We might decide that the client has an issue that needs to be addressed – the number of statements executed per transaction is a little high, and that might lead to a lot of CPU time ‘disappearing’ inside the client, but might could make the client seem very slow if the network really is busy – or the clients are at the opposite ends of the earth to the server.
This trace file summary really isn’t worth more than a ten minute inspection – despite the fact that I’ve just spent two hours typing up the things that crossed my mind in that ten minutes – since there is so much information we don’t have. I’ve only used it as a demonstration of the types of things you have to think of when presented with the initial information.
Bear in mind that we don’t know how many sessions have been collapsed into this trace file; and we don’t know if that was all the sessions active for the hour reported; moreover we don’t know if there were other sessions (i.e. not Powercenter) running against the same instance.
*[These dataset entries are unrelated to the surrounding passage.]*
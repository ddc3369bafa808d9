//! Cached sign-in session.
//!
//! The current user's id, email and display name are written after every
//! successful sign-in, read on startup to restore the session without a
//! provider round-trip, and cleared on sign-out.

use chrono::{DateTime, Utc};
use rusqlite::{params, OptionalExtension};
use serde::{Deserialize, Serialize};

use crate::database::Database;
use crate::error::Result;

/// The locally cached view of a signed-in user.
#[derive(Debug, Clone, Serialize, Deserialize, PartialEq, Eq)]
#[serde(rename_all = "camelCase")]
pub struct CachedSession {
    pub user_id: String,
    pub email: String,
    pub display_name: Option<String>,
    pub signed_in_at: DateTime<Utc>,
}

impl Database {
    /// Persist the session, replacing any previous one.
    pub fn save_session(&self, session: &CachedSession) -> Result<()> {
        self.conn().execute(
            "INSERT OR REPLACE INTO session (id, user_id, email, display_name, signed_in_at)
             VALUES (1, ?1, ?2, ?3, ?4)",
            params![
                session.user_id,
                session.email,
                session.display_name,
                session.signed_in_at.to_rfc3339(),
            ],
        )?;
        Ok(())
    }

    /// Load the cached session, if one is present.
    pub fn load_session(&self) -> Result<Option<CachedSession>> {
        let row = self
            .conn()
            .query_row(
                "SELECT user_id, email, display_name, signed_in_at FROM session WHERE id = 1",
                [],
                |row| {
                    Ok((
                        row.get::<_, String>(0)?,
                        row.get::<_, String>(1)?,
                        row.get::<_, Option<String>>(2)?,
                        row.get::<_, String>(3)?,
                    ))
                },
            )
            .optional()?;

        let Some((user_id, email, display_name, signed_in_str)) = row else {
            return Ok(None);
        };

        let signed_in_at = DateTime::parse_from_rfc3339(&signed_in_str)?.with_timezone(&Utc);

        Ok(Some(CachedSession {
            user_id,
            email,
            display_name,
            signed_in_at,
        }))
    }

    /// Forget the cached session. Idempotent.
    pub fn clear_session(&self) -> Result<()> {
        self.conn().execute("DELETE FROM session WHERE id = 1", [])?;
        Ok(())
    }
}
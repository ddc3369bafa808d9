use thiserror::Error;

/// Errors produced by the backend seams.
#[derive(Error, Debug)]
pub enum BackendError {
    /// Explicit lookup of a document that does not exist. Listing and
    /// filtering never produce this; an empty result set is valid.
    #[error("Record not found")]
    NotFound,

    /// The identity provider rejected the credentials or session.
    #[error("Unauthorized: {0}")]
    Unauthorized(String),

    /// Network or service failure. The session stays usable; the operation
    /// may be retried.
    #[error("Transient backend failure: {0}")]
    Transient(String),

    /// A request the backend cannot represent or accept.
    #[error("Invalid request: {0}")]
    Invalid(String),
}

/// Convenience alias used throughout the crate.
pub type Result<T> = std::result::Result<T, BackendError>;
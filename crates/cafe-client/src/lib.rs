//! Typed HTTP client for the storefront API.

use std::time::Duration;

use anyhow::Context;
use cafe_types::domain::cart::CartView;
use cafe_types::domain::chat::ChatTurn;
use cafe_types::domain::menu::{Category, MenuItem};
use cafe_types::domain::order::{CheckoutReceipt, ConnectionStatus, Order};
use cafe_types::domain::recommendation::Recommendation;
use reqwest::header::{HeaderMap, HeaderName, HeaderValue};
use reqwest::Url;
use serde::{Deserialize, Serialize};

#[derive(Clone)]
pub struct CafeClientBuilder {
    base: Url,
    headers: HeaderMap,
    timeout: Option<Duration>,
    client: Option<reqwest::Client>,
}

#[derive(Clone)]
pub struct CafeClient {
    base: Url,
    client: reqwest::Client,
}

impl CafeClient {
    pub fn new(base_url: &str) -> anyhow::Result<Self> {
        Self::builder(base_url)?.build()
    }

    pub fn builder(base_url: &str) -> anyhow::Result<CafeClientBuilder> {
        let base = Url::parse(base_url).context("invalid base url")?;
        Ok(CafeClientBuilder {
            base,
            headers: HeaderMap::new(),
            timeout: None,
            client: None,
        })
    }

    fn url(&self, path: &str) -> anyhow::Result<Url> {
        self.base.join(path).context("failed to join url")
    }

    async fn get_json<T: serde::de::DeserializeOwned>(&self, path: &str) -> anyhow::Result<T> {
        let res = self
            .client
            .get(self.url(path)?)
            .send()
            .await?
            .error_for_status()?;
        Ok(res.json().await?)
    }

    pub async fn status(&self) -> anyhow::Result<ConnectionStatus> {
        let body: StatusResponse = self.get_json("status").await?;
        Ok(body.status)
    }

    /// Lists the catalog, optionally restricted to one category.
    pub async fn menu(&self, category: Option<Category>) -> anyhow::Result<Vec<MenuItem>> {
        let mut req = self.client.get(self.url("menu")?);
        if let Some(category) = category {
            req = req.query(&[("category", category.label())]);
        }
        let res = req.send().await?.error_for_status()?;
        Ok(res.json().await?)
    }

    pub async fn featured(&self) -> anyhow::Result<Vec<MenuItem>> {
        self.get_json("menu/featured").await
    }

    pub async fn moods(&self) -> anyhow::Result<Vec<String>> {
        self.get_json("moods").await
    }

    pub async fn cart(&self) -> anyhow::Result<CartView> {
        self.get_json("cart").await
    }

    pub async fn add_item(&self, item_id: &str) -> anyhow::Result<CartView> {
        let res = self
            .client
            .post(self.url("cart/items")?)
            .json(&AddItemRequest {
                item_id: item_id.to_string(),
            })
            .send()
            .await?
            .error_for_status()?;
        Ok(res.json().await?)
    }

    pub async fn update_quantity(&self, item_id: &str, delta: i32) -> anyhow::Result<CartView> {
        let res = self
            .client
            .patch(self.url(&format!("cart/items/{item_id}"))?)
            .json(&UpdateQuantityRequest { delta })
            .send()
            .await?
            .error_for_status()?;
        Ok(res.json().await?)
    }

    pub async fn remove_item(&self, item_id: &str) -> anyhow::Result<CartView> {
        let res = self
            .client
            .delete(self.url(&format!("cart/items/{item_id}"))?)
            .send()
            .await?
            .error_for_status()?;
        Ok(res.json().await?)
    }

    pub async fn checkout(&self) -> anyhow::Result<CheckoutReceipt> {
        let res = self
            .client
            .post(self.url("checkout")?)
            .send()
            .await?
            .error_for_status()?;
        let receipt: CheckoutReceipt = res.json().await?;
        tracing::debug!(id = %receipt.id, status = ?receipt.status, "checkout accepted");
        Ok(receipt)
    }

    /// Orders recorded in the server's local log.
    pub async fn orders(&self) -> anyhow::Result<Vec<Order>> {
        self.get_json("orders").await
    }

    pub async fn recommend(&self, mood: &str) -> anyhow::Result<Option<Recommendation>> {
        let res = self
            .client
            .post(self.url("recommendations")?)
            .json(&RecommendRequest {
                mood: mood.to_string(),
            })
            .send()
            .await?
            .error_for_status()?;
        Ok(res.json().await?)
    }

    pub async fn chat(&self, message: &str) -> anyhow::Result<ChatTurn> {
        let res = self
            .client
            .post(self.url("chat")?)
            .json(&ChatRequest {
                message: message.to_string(),
            })
            .send()
            .await?
            .error_for_status()?;
        Ok(res.json().await?)
    }

    pub async fn chat_history(&self) -> anyhow::Result<Vec<ChatTurn>> {
        self.get_json("chat").await
    }
}

impl CafeClientBuilder {
    pub fn with_timeout(mut self, timeout: Duration) -> Self {
        self.timeout = Some(timeout);
        self
    }

    pub fn with_header(
        mut self,
        key: impl AsRef<str>,
        value: impl AsRef<str>,
    ) -> anyhow::Result<Self> {
        let header_name =
            HeaderName::from_bytes(key.as_ref().as_bytes()).context("invalid header name")?;
        let header_value = HeaderValue::from_str(value.as_ref()).context("invalid header value")?;
        self.headers.insert(header_name, header_value);
        Ok(self)
    }

    pub fn with_reqwest_client(mut self, client: reqwest::Client) -> Self {
        self.client = Some(client);
        self
    }

    pub fn build(self) -> anyhow::Result<CafeClient> {
        if let Some(client) = self.client {
            return Ok(CafeClient {
                base: self.base,
                client,
            });
        }

        let mut builder = reqwest::Client::builder();
        if !self.headers.is_empty() {
            builder = builder.default_headers(self.headers);
        }
        if let Some(t) = self.timeout {
            builder = builder.timeout(t);
        }
        let client = builder.build()?;
        Ok(CafeClient {
            base: self.base,
            client,
        })
    }
}

#[derive(Serialize, Deserialize, Debug, Clone)]
pub struct AddItemRequest {
    pub item_id: String,
}

#[derive(Serialize, Deserialize, Debug, Clone)]
pub struct UpdateQuantityRequest {
    pub delta: i32,
}

#[derive(Serialize, Deserialize, Debug, Clone)]
pub struct RecommendRequest {
    pub mood: String,
}

#[derive(Serialize, Deserialize, Debug, Clone)]
pub struct ChatRequest {
    pub message: String,
}

#[derive(Serialize, Deserialize, Debug, Clone)]
struct StatusResponse {
    status: ConnectionStatus,
}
I also don’t know if Powercenter is client/server, or three-tier – and my comments are based on it being client/server. If it’s actually three tier, then the problem may lie somewhere between the application server and the ultimate end-user and the timing of incoming requests may be based on something that is completely invisible to Oracle.
Finally, remember the first words in the original posters question: “Some users complain…”; possibly some users target much more data and cause many more round-trips in the application code than others. All we have is a summary – we’ve lost sight of the extreme cases; and we don’t even have a quantitive statement of the problem. Are the users complaining about a five second response time, or a five minute response time, and what would be a “reasonable” response time.
Summaries like this are good for generating a few ideas very quickly – but once the ideas are in, don’t jump to conclusions; look for supporting evidence.